TASK DIRECTIONS ->
For the data below, work out how many lines include the string "LiveConfig" and report only the number.

--- --- ---

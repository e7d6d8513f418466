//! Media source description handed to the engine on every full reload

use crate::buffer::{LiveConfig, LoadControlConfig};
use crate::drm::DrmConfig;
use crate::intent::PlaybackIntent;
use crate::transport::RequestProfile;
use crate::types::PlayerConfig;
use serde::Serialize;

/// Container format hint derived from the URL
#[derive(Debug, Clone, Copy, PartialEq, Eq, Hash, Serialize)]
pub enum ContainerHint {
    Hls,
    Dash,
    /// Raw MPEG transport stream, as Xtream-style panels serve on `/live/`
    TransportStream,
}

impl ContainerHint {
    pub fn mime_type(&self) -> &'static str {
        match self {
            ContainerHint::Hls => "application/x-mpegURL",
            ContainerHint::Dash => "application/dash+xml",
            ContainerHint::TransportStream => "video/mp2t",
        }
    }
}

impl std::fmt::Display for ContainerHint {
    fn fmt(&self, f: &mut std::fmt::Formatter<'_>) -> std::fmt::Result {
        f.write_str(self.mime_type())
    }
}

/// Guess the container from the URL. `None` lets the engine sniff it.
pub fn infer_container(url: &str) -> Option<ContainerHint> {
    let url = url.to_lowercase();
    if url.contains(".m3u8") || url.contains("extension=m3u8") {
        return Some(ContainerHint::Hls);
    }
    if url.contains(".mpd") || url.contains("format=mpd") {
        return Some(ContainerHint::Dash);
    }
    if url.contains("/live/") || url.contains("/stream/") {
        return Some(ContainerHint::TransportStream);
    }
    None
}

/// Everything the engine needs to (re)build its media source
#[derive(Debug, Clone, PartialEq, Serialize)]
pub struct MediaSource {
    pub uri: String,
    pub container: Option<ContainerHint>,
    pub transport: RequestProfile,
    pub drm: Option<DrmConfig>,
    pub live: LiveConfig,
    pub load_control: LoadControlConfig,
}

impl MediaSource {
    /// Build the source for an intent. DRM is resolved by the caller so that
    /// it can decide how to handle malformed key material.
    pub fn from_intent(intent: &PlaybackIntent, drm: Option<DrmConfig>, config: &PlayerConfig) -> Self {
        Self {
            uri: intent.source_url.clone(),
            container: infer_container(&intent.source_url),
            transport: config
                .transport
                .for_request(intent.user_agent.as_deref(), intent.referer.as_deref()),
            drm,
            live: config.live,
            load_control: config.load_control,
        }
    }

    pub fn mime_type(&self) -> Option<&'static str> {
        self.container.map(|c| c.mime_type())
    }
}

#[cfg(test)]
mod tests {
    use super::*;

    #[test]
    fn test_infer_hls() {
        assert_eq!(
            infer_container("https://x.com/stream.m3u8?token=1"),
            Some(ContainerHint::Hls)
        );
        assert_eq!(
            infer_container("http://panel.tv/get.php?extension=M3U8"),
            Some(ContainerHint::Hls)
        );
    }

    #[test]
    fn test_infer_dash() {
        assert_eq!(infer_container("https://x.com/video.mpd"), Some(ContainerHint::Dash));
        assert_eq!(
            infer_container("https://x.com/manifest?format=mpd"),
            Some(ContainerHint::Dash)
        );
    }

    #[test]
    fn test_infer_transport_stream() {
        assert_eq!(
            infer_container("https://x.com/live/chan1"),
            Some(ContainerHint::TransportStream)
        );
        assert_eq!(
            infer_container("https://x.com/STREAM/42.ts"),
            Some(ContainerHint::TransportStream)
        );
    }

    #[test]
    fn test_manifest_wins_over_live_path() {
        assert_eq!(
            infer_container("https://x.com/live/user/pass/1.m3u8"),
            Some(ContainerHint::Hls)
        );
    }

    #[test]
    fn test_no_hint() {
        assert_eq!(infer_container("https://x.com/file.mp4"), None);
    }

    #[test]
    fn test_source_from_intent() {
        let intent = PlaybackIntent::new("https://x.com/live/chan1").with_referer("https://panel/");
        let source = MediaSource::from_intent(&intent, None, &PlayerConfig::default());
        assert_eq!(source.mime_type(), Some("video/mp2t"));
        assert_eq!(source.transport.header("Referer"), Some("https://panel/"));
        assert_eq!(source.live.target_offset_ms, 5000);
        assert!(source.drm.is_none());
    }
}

--- --- ---

REPLY ->
2